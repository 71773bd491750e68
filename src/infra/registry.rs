//! HTTP client for the package registry's download and metadata endpoints.

use std::time::Instant;

use async_trait::async_trait;

use metrics::{counter, histogram};
use reqwest::{Client, StatusCode};
use serde::Deserialize;
use serde_json::Value;
use thiserror::Error;
use time::{OffsetDateTime, format_description::well_known::Rfc3339};
use tracing::{debug, warn};
use uidir_api_types::{DailyDownloads, PackageDetails};
use url::Url;

use crate::application::stats::{PackageRegistry, SourceError};
use crate::config::RegistrySettings;
use crate::domain::stats::DownloadWindow;
use crate::domain::types::PackageName;

use super::error::InfraError;

const UNKNOWN_LICENSE: &str = "Unknown";

#[derive(Debug, Error)]
pub enum RegistryError {
    #[error("invalid registry url: {0}")]
    Url(#[from] url::ParseError),
    #[error("registry request failed: {0}")]
    Http(#[from] reqwest::Error),
    #[error("registry responded with status {status} for {url}")]
    Status { status: StatusCode, url: Url },
    #[error("registry document for `{package}` has no latest version")]
    MissingLatest { package: String },
}

#[derive(Debug, Deserialize)]
struct DownloadRangeBody {
    #[serde(default)]
    downloads: Vec<DailyDownloads>,
}

#[derive(Clone)]
pub struct RegistryClient {
    client: Client,
    downloads_base: Url,
    registry_base: Url,
}

impl RegistryClient {
    pub fn new(settings: &RegistrySettings) -> Result<Self, InfraError> {
        let client = Client::builder()
            .timeout(settings.timeout)
            .user_agent(settings.user_agent.as_str())
            .build()
            .map_err(|err| InfraError::http(format!("failed to build registry client: {err}")))?;

        Ok(Self {
            client,
            downloads_base: with_trailing_slash(settings.downloads_base_url.clone()),
            registry_base: with_trailing_slash(settings.registry_base_url.clone()),
        })
    }

    /// Daily downloads for the trailing window, empty on any failure.
    pub async fn get_download_series(
        &self,
        package: &PackageName,
        window_days: u32,
    ) -> Vec<DailyDownloads> {
        match self.fetch_download_series(package, window_days).await {
            Ok(series) => series,
            Err(err) => {
                warn!(
                    target = "uidir::registry",
                    package = %package,
                    window_days,
                    error = %err,
                    "download series unavailable"
                );
                Vec::new()
            }
        }
    }

    /// Latest-release details, `None` on any failure.
    pub async fn get_package_details(&self, package: &PackageName) -> Option<PackageDetails> {
        match self.fetch_package_details(package).await {
            Ok(details) => Some(details),
            Err(err) => {
                warn!(
                    target = "uidir::registry",
                    package = %package,
                    error = %err,
                    "package details unavailable"
                );
                None
            }
        }
    }

    pub async fn fetch_download_series(
        &self,
        package: &PackageName,
        window_days: u32,
    ) -> Result<Vec<DailyDownloads>, RegistryError> {
        let window = DownloadWindow::current(window_days);
        let url = self.downloads_base.join(&format!(
            "downloads/range/{}/{}",
            window.range_segment(),
            package.as_str()
        ))?;

        let body: DownloadRangeBody = self.get_json("downloads", url).await?;
        Ok(body.downloads)
    }

    pub async fn fetch_package_details(
        &self,
        package: &PackageName,
    ) -> Result<PackageDetails, RegistryError> {
        let url = self.registry_base.join(&package.encoded())?;
        let document: Value = self.get_json("document", url).await?;
        parse_package_document(package, &document)
    }

    async fn get_json<T>(&self, endpoint: &'static str, url: Url) -> Result<T, RegistryError>
    where
        T: for<'de> Deserialize<'de>,
    {
        let started = Instant::now();
        debug!(target = "uidir::registry", %url, endpoint, "registry request");

        let outcome = async {
            let response = self.client.get(url.clone()).send().await?;
            let status = response.status();
            if !status.is_success() {
                return Err(RegistryError::Status { status, url });
            }
            Ok(response.json::<T>().await?)
        }
        .await;

        histogram!("uidir_registry_request_ms", "endpoint" => endpoint)
            .record(started.elapsed().as_secs_f64() * 1000.0);
        if outcome.is_err() {
            counter!("uidir_registry_error_total", "endpoint" => endpoint).increment(1);
        }
        outcome
    }
}

impl From<RegistryError> for SourceError {
    fn from(err: RegistryError) -> Self {
        SourceError::new(err.to_string())
    }
}

#[async_trait]
impl PackageRegistry for RegistryClient {
    async fn download_series(
        &self,
        package: &PackageName,
        window_days: u32,
    ) -> Result<Vec<DailyDownloads>, SourceError> {
        Ok(self.fetch_download_series(package, window_days).await?)
    }

    async fn package_details(&self, package: &PackageName) -> Result<PackageDetails, SourceError> {
        Ok(self.fetch_package_details(package).await?)
    }
}

fn with_trailing_slash(mut url: Url) -> Url {
    if !url.path().ends_with('/') {
        let path = format!("{}/", url.path());
        url.set_path(&path);
    }
    url
}

fn parse_package_document(
    package: &PackageName,
    document: &Value,
) -> Result<PackageDetails, RegistryError> {
    let latest = document
        .pointer("/dist-tags/latest")
        .and_then(Value::as_str)
        .ok_or_else(|| RegistryError::MissingLatest {
            package: package.to_string(),
        })?;

    let last_update = document
        .get("time")
        .and_then(|times| times.get(latest))
        .and_then(Value::as_str)
        .and_then(|raw| OffsetDateTime::parse(raw, &Rfc3339).ok());

    let license = document
        .get("versions")
        .and_then(|versions| versions.get(latest))
        .and_then(|version| version.get("license"))
        .and_then(license_name)
        .unwrap_or_else(|| UNKNOWN_LICENSE.to_string());

    Ok(PackageDetails {
        version: latest.to_string(),
        last_update,
        license,
        install_command: format!("npm install {package}"),
    })
}

// Older manifests carry `{ "type": "MIT", "url": ... }` instead of an SPDX string.
fn license_name(value: &Value) -> Option<String> {
    match value {
        Value::String(name) if !name.is_empty() => Some(name.clone()),
        Value::Object(map) => map
            .get("type")
            .and_then(Value::as_str)
            .filter(|name| !name.is_empty())
            .map(str::to_string),
        _ => None,
    }
}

§ **Work to be completed**
If a line in the records contains "DailyDownloads", report it.

§ **Task response**
use uidir_api_types::{DailyDownloads, PackageDetails};
    downloads: Vec<DailyDownloads>,
    ) -> Vec<DailyDownloads> {
    ) -> Result<Vec<DailyDownloads>, RegistryError> {
    ) -> Result<Vec<DailyDownloads>, SourceError> {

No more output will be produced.